» **Exercise description**
Only one thing is required: the number of lines in the entries below that contain "suggestion".

Data for analysis START

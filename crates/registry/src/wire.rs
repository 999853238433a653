//! Wire form of a transport version: the id as an unsigned varint.

use crate::error::VersionError;
use crate::version::TransportVersion;

/// Encodes `version` for the handshake header.
pub fn encode(version: TransportVersion) -> Result<Vec<u8>, VersionError> {
	Ok(postcard::to_allocvec(&version)?)
}

/// Decodes a version id written by [`encode`]. Trailing bytes are ignored.
pub fn decode_id(bytes: &[u8]) -> Result<u32, VersionError> {
	let (id, _rest) = postcard::take_from_bytes::<u32>(bytes)?;
	Ok(id)
}
//! Mapping from transport version ids to human-readable release labels.
//!
//! The table is a TOML document:
//!
//! ```toml
//! current = "9.0.0"
//!
//! [[release]]
//! version = "8.15.0"
//! id = 8_702_00_2
//! ```
//!
//! `current` names the release under development and is attached to the latest
//! defined id when no release already claims it.

use std::collections::BTreeMap;
use std::fmt;
use std::ops::Bound;
use std::str::FromStr;

use serde::Deserialize;

use crate::error::ReleaseError;
use crate::version::TransportVersion;

/// A `major.minor.revision` release label.
#[derive(Debug, Clone, Copy, PartialEq, Eq, PartialOrd, Ord, Hash)]
pub struct ReleaseVersion {
	pub major: u32,
	pub minor: u32,
	pub revision: u32,
}

impl ReleaseVersion {
	pub const fn new(major: u32, minor: u32, revision: u32) -> Self {
		Self { major, minor, revision }
	}

	pub const fn next_revision(self) -> Self {
		Self {
			revision: self.revision + 1,
			..self
		}
	}
}

impl FromStr for ReleaseVersion {
	type Err = ReleaseError;

	fn from_str(s: &str) -> Result<Self, Self::Err> {
		let invalid = || ReleaseError::InvalidLabel(s.to_string());
		let mut parts = s.split('.').map(|part| part.parse::<u32>().map_err(|_| invalid()));

		let major = parts.next().ok_or_else(invalid)??;
		let minor = parts.next().ok_or_else(invalid)??;
		let revision = parts.next().ok_or_else(invalid)??;
		if parts.next().is_some() {
			return Err(invalid());
		}

		Ok(Self::new(major, minor, revision))
	}
}

impl fmt::Display for ReleaseVersion {
	fn fmt(&self, f: &mut fmt::Formatter<'_>) -> fmt::Result {
		write!(f, "{}.{}.{}", self.major, self.minor, self.revision)
	}
}

/// Releases sharing a single transport version id.
#[derive(Debug, Clone, Copy, PartialEq, Eq)]
struct ReleaseSpan {
	first: ReleaseVersion,
	last: ReleaseVersion,
}

impl ReleaseSpan {
	fn single(release: ReleaseVersion) -> Self {
		Self {
			first: release,
			last: release,
		}
	}

	fn widen(&mut self, release: ReleaseVersion) {
		self.first = self.first.min(release);
		self.last = self.last.max(release);
	}
}

impl fmt::Display for ReleaseSpan {
	fn fmt(&self, f: &mut fmt::Formatter<'_>) -> fmt::Result {
		if self.first == self.last {
			write!(f, "{}", self.first)
		} else {
			write!(f, "{}-{}", self.first, self.last)
		}
	}
}

/// Release table file structure.
#[derive(Debug, Deserialize)]
struct ReleaseFile {
	current: Option<String>,
	#[serde(default)]
	release: Vec<ReleaseRecord>,
}

#[derive(Debug, Deserialize)]
struct ReleaseRecord {
	version: String,
	id: u32,
}

/// Id-ordered release table answering "which release carries this id".
#[derive(Debug, Clone, Default)]
pub struct ReleaseTable {
	releases: BTreeMap<u32, ReleaseSpan>,
}

impl ReleaseTable {
	/// Parses and validates a release table against the latest defined version.
	pub fn from_toml(src: &str, latest: TransportVersion) -> Result<Self, ReleaseError> {
		let file: ReleaseFile = toml::from_str(src)?;
		let records = file
			.release
			.into_iter()
			.map(|record| Ok((record.version.parse::<ReleaseVersion>()?, record.id)))
			.collect::<Result<Vec<_>, ReleaseError>>()?;
		let current = file.current.as_deref().map(str::parse::<ReleaseVersion>).transpose()?;

		Self::new(records, current, latest)
	}

	/// Builds a table from `(release, id)` pairs.
	///
	/// Every id must be at most `latest`, and release labels must increase with
	/// their ids.
	pub fn new(
		records: impl IntoIterator<Item = (ReleaseVersion, u32)>,
		current: Option<ReleaseVersion>,
		latest: TransportVersion,
	) -> Result<Self, ReleaseError> {
		let latest = latest.id();
		let mut releases: BTreeMap<u32, ReleaseSpan> = BTreeMap::new();

		for (release, id) in records {
			if id > latest {
				return Err(ReleaseError::ReleaseBeyondLatest {
					release: release.to_string(),
					id,
					latest,
				});
			}
			releases
				.entry(id)
				.and_modify(|span| span.widen(release))
				.or_insert_with(|| ReleaseSpan::single(release));
		}

		if let Some(current) = current {
			releases.entry(latest).or_insert_with(|| ReleaseSpan::single(current));
		}

		for ((&earlier_id, earlier), (&later_id, later)) in releases.iter().zip(releases.iter().skip(1)) {
			if later.first <= earlier.last {
				return Err(ReleaseError::ReleaseOrder {
					earlier: earlier.last.to_string(),
					earlier_id,
					later: later.first.to_string(),
					later_id,
				});
			}
		}

		Ok(Self { releases })
	}

	/// Returns the number of distinct ids carrying a release.
	pub fn len(&self) -> usize {
		self.releases.len()
	}

	pub fn is_empty(&self) -> bool {
		self.releases.is_empty()
	}

	/// Returns the best-matching release label for `id`.
	///
	/// * A release id yields its label, or `first-last` when several releases
	///   share it.
	/// * Any other id yields `lower-upper`: the revision after the nearest
	///   release below, and the nearest release above (or `snapshot[<id>]` past
	///   the last release). Equal bounds collapse to a single label.
	/// * An id below every release yields `<upper`.
	pub fn lookup(&self, id: u32) -> String {
		if let Some(span) = self.releases.get(&id) {
			return span.to_string();
		}

		let upper = match self.releases.range((Bound::Excluded(id), Bound::Unbounded)).next() {
			Some((_, span)) => span.first.to_string(),
			None => format!("snapshot[{id}]"),
		};

		match self.releases.range(..id).next_back() {
			Some((_, span)) => {
				let lower = span.last.next_revision().to_string();
				if lower == upper { lower } else { format!("{lower}-{upper}") }
			}
			None if self.releases.is_empty() => upper,
			None => format!("<{upper}"),
		}
	}

	/// Converts the table into an owned lookup function.
	pub fn into_lookup(self) -> impl Fn(u32) -> String + Send + Sync + 'static {
		move |id| self.lookup(id)
	}
}
use super::{CompatibilityPins, Declaration, TransportVersionRegistry, build_index};
use crate::config::{IntegrityAudit, RegistryConfig};
use crate::error::RegistryError;
use crate::version::TransportVersion;
use crate::wire;

fn decl(name: &'static str, id: u32) -> Declaration {
	Declaration {
		name,
		version: TransportVersion::new(id),
	}
}

fn sample_registry() -> TransportVersionRegistry {
	let decls = [
		decl("ZERO", 0),
		decl("V_7_17_0", 7_17_00_99),
		decl("V_8_15_0", 8_702_00_2),
		decl("V_8_15_2", 8_702_00_3),
		decl("QUERY_RULES_LIST_INCLUDES_TYPES_BACKPORT_8_15", 8_702_00_4),
		decl("ESQL_PROFILE_SLEEPS", 8_725_00_0),
		decl("ZDT_NANOS_SUPPORT", 8_726_00_0),
	];
	let index = build_index(&decls, &RegistryConfig::default()).unwrap();
	TransportVersionRegistry::from_index(
		index,
		CompatibilityPins {
			minimum_compatible: TransportVersion::new(7_17_00_99),
			minimum_ccs: TransportVersion::new(8_702_00_2),
		},
	)
	.unwrap()
}

#[test]
fn test_audit_reports_both_names() {
	let decls = [decl("A", 1), decl("B", 2), decl("C", 2)];
	let config = RegistryConfig::default().audit(IntegrityAudit::Enabled);

	let err = build_index(&decls, &config).unwrap_err();
	assert_eq!(
		err,
		RegistryError::DuplicateMapping {
			id: 2,
			existing: "B",
			name: "C",
		}
	);
	assert!(err.to_string().contains("[B] and [C]"));
}

#[test]
fn test_disabled_audit_lets_later_name_win() {
	let decls = [decl("A", 1), decl("B", 2), decl("C", 2)];
	let config = RegistryConfig::default().audit(IntegrityAudit::Disabled);

	let index = build_index(&decls, &config).unwrap();
	assert_eq!(index.len(), 2);
	assert_eq!(index.names.get(&2), Some(&"C"));
}

#[test]
fn test_index_is_id_ordered_regardless_of_input_order() {
	let decls = [decl("C", 30), decl("A", 10), decl("B", 20)];
	let index = build_index(&decls, &RegistryConfig::default()).unwrap();
	assert_eq!(index.by_id.keys().copied().collect::<Vec<_>>(), vec![10, 20, 30]);
}

#[test]
fn test_empty_index_has_no_latest() {
	let index = build_index(&[decl("ZERO", 0)], &RegistryConfig::default()).unwrap();
	assert!(index.is_empty());

	let pins = CompatibilityPins {
		minimum_compatible: TransportVersion::ZERO,
		minimum_ccs: TransportVersion::ZERO,
	};
	assert_eq!(TransportVersionRegistry::from_index(index, pins).unwrap_err(), RegistryError::Empty);
}

#[test]
fn test_latest_is_maximum_id() {
	let registry = sample_registry();
	let max = registry.all().map(TransportVersion::id).max().unwrap();
	assert_eq!(registry.latest().id(), max);
	assert_eq!(registry.latest().id(), 8_726_00_0);
}

#[test]
fn test_all_is_ascending() {
	let registry = sample_registry();
	let ids: Vec<u32> = registry.all().map(TransportVersion::id).collect();
	assert!(ids.windows(2).all(|w| w[0] < w[1]));
	assert_eq!(ids.len(), registry.len());
}

#[test]
fn test_range_query() {
	let registry = sample_registry();
	let backports: Vec<u32> = registry.range(8_702_00_0..8_703_00_0).map(TransportVersion::id).collect();
	assert_eq!(backports, vec![8_702_00_2, 8_702_00_3, 8_702_00_4]);
}

#[test]
fn test_best_known() {
	let registry = sample_registry();
	assert_eq!(registry.best_known(8_725_00_0).id(), 8_725_00_0);
	assert_eq!(registry.best_known(8_725_00_5).id(), 8_725_00_0);
	assert_eq!(registry.best_known(9_000_00_0).id(), 8_726_00_0);
	assert_eq!(registry.best_known(42), TransportVersion::ZERO);
}

#[test]
fn test_from_id_keeps_unknown_ids() {
	let registry = sample_registry();
	let future = registry.from_id(9_100_00_0);

	assert!(!registry.is_known(future.id()));
	assert!(future.on_or_after(registry.latest()));
	assert_eq!(registry.from_id(8_702_00_2), registry.minimum_ccs());
}

#[test]
fn test_compatibility_floors() {
	let registry = sample_registry();

	assert!(registry.is_compatible(TransportVersion::new(7_17_00_99)));
	assert!(!registry.is_compatible(TransportVersion::new(7_16_00_99)));
	assert!(registry.is_ccs_compatible(TransportVersion::new(8_725_00_0)));
	assert!(!registry.is_ccs_compatible(TransportVersion::new(7_17_00_99)));
}

#[test]
fn test_lookup_by_name() {
	let registry = sample_registry();
	let v8_15 = registry.by_name("V_8_15_0").unwrap();

	assert_eq!(v8_15.id(), 8_702_00_2);
	assert_eq!(registry.name_of(v8_15), Some("V_8_15_0"));
	assert_eq!(registry.name_of(TransportVersion::ZERO), None);
}

#[test]
fn test_unknown_name_suggests_closest() {
	let registry = sample_registry();

	let err = registry.by_name("ZDT_NANO_SUPPORT").unwrap_err();
	assert_eq!(
		err,
		RegistryError::UnknownName {
			name: "ZDT_NANO_SUPPORT".to_string(),
			suggestion: Some("ZDT_NANOS_SUPPORT"),
		}
	);
	assert!(err.to_string().contains("did you mean \"ZDT_NANOS_SUPPORT\""));

	let err = registry.by_name("SOMETHING_ELSE").unwrap_err();
	assert!(matches!(err, RegistryError::UnknownName { suggestion: None, .. }));
}

#[test]
fn test_read_version_from_wire() {
	let registry = sample_registry();
	let bytes = wire::encode(registry.minimum_ccs()).unwrap();

	assert_eq!(registry.read_version(&bytes).unwrap(), registry.minimum_ccs());
	assert!(registry.read_version(&[]).is_err());
}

Data for analysis END

» **Response to this task**
2